Olhar a mulher com Alfredo Cunha

| 26 Fev 20

Varsóvia, Polónia, 2014. Foto © Alfredo Cunha/O Tempo das Mulheres, cedida pelo autor.

 

A arte e o discurso social ocidentais contemporâneos têm oferecido uma imagem deturpada do feminino, entre a preocupação pelo alcance de uma paridade de direitos e a denúncia de abusos, e o polo oposto que apresenta a mulher como mero objeto de desejo, desprovido de alma e elevação. De ambos os lados as posições vão-se extremando e é difícil encontrar um equilíbrio que mostre a humanidade no feminino com a sua beleza e autenticidade.

O Tempo das Mulheres, em exposição no Museu de Lisboa (Torreão Poente da Praça do Comércio) até 29 de março, oferece um conjunto de fotografias de mulheres com o comentário de Maria Antónia Palla. A objetiva de Alfredo Cunha percorreu diversas regiões do globo, diferentes épocas e vivências culturais. A exposição divide-se em quatro tempos: infância, juventude, idade adulta, e terceira idade; numa alusão aos tempos que percorrem a vida e se constituem como marcos da sua evolução.

Vila Verde (Portugal), 2000. Foto © Alfredo Cunha/O Tempo das Mulheres, cedida pelo autor.

 

Diferentes mulheres, em diferentes contextos e idades. Vidas frágeis, ou aparentemente frágeis, porque os contextos são adversos, mas a resiliência e capacidade de comunhão robustecem e permitem superar o insuperável. Vidas realizadas, ou aparentemente realizadas, porque, mesmo vivendo num clima de paz e abundância material, a solidão e a indiferença revelam o sofrimento. Nas diversas etapas da vida feminina que Alfredo Cunha fotografa, encontramos o retrato de mulheres que sofrem e choram em conjunto, que cuidam e sustentam. Mas também, em menor quantidade, mas idêntica qualidade, retratos de mulheres que dançam, intervêm, rezam e passeiam com uma beleza e elegância que nos desconcertam.

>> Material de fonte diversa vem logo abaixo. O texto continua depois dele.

use super::*;
use crate::render::test_context;
use serde_json::json;

#[test]
fn renders_known_blocks_in_input_order() {
    let blocks = vec![
        json!({ "__component": "layout.header-section", "id": 1, "title": "First" }),
        json!({ "__component": "layout.hero-section", "id": 2, "title": "Second" }),
        json!({ "__component": "layout.feature-section", "id": 3, "featureCard": [{ "id": 1, "title": "Third" }] }),
    ];
    let rendered = render_blocks(&test_context(), &blocks);
    assert_eq!(rendered.fragments.len(), 3);
    assert!(rendered.skipped.is_empty());

    let html = rendered.html();
    let first = html.find("First").unwrap();
    let second = html.find("Second").unwrap();
    let third = html.find("Third").unwrap();
    assert!(first < second && second < third);
}

#[test]
fn duplicate_ids_are_not_deduplicated() {
    let block = json!({ "__component": "layout.header-section", "id": 1, "title": "Again" });
    let rendered = render_blocks(&test_context(), &[block.clone(), block]);
    assert_eq!(rendered.fragments.len(), 2);
}

#[test]
fn missing_discriminator_is_skipped_and_recorded() {
    let blocks = vec![
        json!({ "id": 10, "title": "orphan" }),
        json!({ "__component": "layout.header-section", "id": 11, "title": "Kept" }),
    ];
    let rendered = render_blocks(&test_context(), &blocks);
    assert_eq!(rendered.fragments.len(), 1);
    assert!(!rendered.html().contains("orphan"));
    assert_eq!(
        rendered.skipped,
        vec![SkippedBlock { index: 0, id: Some(10), reason: SkipReason::MissingDiscriminator }]
    );
}

#[test]
fn unknown_discriminator_is_skipped_and_recorded() {
    let blocks = vec![
        json!({ "__component": "layout.hero-section", "id": 1 }),
        json!({ "__component": "layout.pricing", "id": 2 }),
        json!({ "__component": "layout.header-section", "id": 3 }),
    ];
    let rendered = render_blocks(&test_context(), &blocks);
    assert_eq!(rendered.fragments.len(), 2);
    assert_eq!(rendered.skipped.len(), 1);
    assert_eq!(rendered.skipped[0].index, 1);
    assert_eq!(rendered.skipped[0].reason, SkipReason::Unknown("layout.pricing".into()));
}

#[test]
fn malformed_block_is_skipped_without_aborting() {
    let blocks = vec![
        json!({ "__component": "layout.hero-section", "id": 1, "cta": "not-a-list" }),
        json!({ "__component": "layout.header-section", "id": 2, "title": "Survivor" }),
    ];
    let rendered = render_blocks(&test_context(), &blocks);
    assert_eq!(rendered.fragments.len(), 1);
    assert!(rendered.html().contains("Survivor"));
    assert!(matches!(
        rendered.skipped[0].reason,
        SkipReason::Malformed { ref component, .. } if component == "layout.hero-section"
    ));
}

#[test]
fn empty_zone_renders_nothing() {
    let rendered = render_blocks(&test_context(), &[]);
    assert!(rendered.fragments.is_empty());
    assert!(rendered.html().is_empty());
}

#[test]
fn unknown_arm_has_no_renderer() {
    let block = ContentBlock::Unknown { component: "layout.faq".into() };
    assert!(render_block(&test_context(), &block).is_none());
}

Será possível apresentar um retrato belo do feminino imune às críticas tenazes quer dos que lutam legitimamente por uma dignidade roubada, quer dos que desconfiam da possibilidade de um retrato inocente, sem qualquer intenção escondida? Provavelmente não, mas esta exposição alarga a perspetiva para quem esteja disposto a isso.

Santiago (Cabo Verde), 1986. Foto © Alfredo Cunha/O Tempo das Mulheres, cedida pelo autor.

 

Haverá sempre uma luta por direitos legítima e um retrato da mulher como mero objeto de desejo ou com frivolidade. O heroísmo de muitas mulheres é, não raras vezes, “masculinizado”. Quer porque as imagens de heróis tendem a ser protagonizadas por homens, quer porque, para se fazerem ouvir, as mulheres têm de assumir por vezes uma postura rude, considerada imprópria da apregoada “condição feminina”. Há sem dúvida mulheres heroínas, mas um dos maiores heroísmos femininos é conservar a beleza, delicadeza e elegância nos grandes combates. Sem procurar uma imitação dos homens. A igualdade é necessária. mas não deve levar a uma negação de identidade. De outro modo, a humanidade empobrece.

O Homem distingue-se pela sua capacidade de ter sensibilidade à estética. Conversamos, pomos uma mesa, decoramos uma casa, vestimo-nos com gosto para além da necessidade de nos proteger. “O Homem constrói casas porque precisa de viver, mas escreve livros porque sabe que é mortal”, escrevia Daniel Pennac, em Como um Romance. Escrever para contar uma história, partilhar a vida, procurando fazê-lo com beleza, é uma necessidade intrinsecamente humana. A história da Humanidade faz-se no feminino e no masculino, e nunca se deverá tentar abolir essa diferença. Cada um tem um modo de sentir e viver, mas a necessidade de estética constitui o genoma humano. O relato e retrato de vidas, em diferentes contextos e circunstâncias, enriquece-nos e eleva-nos.

Cascais, 1975. Foto © Alfredo Cunha/O Tempo das Mulheres, cedida pelo autor.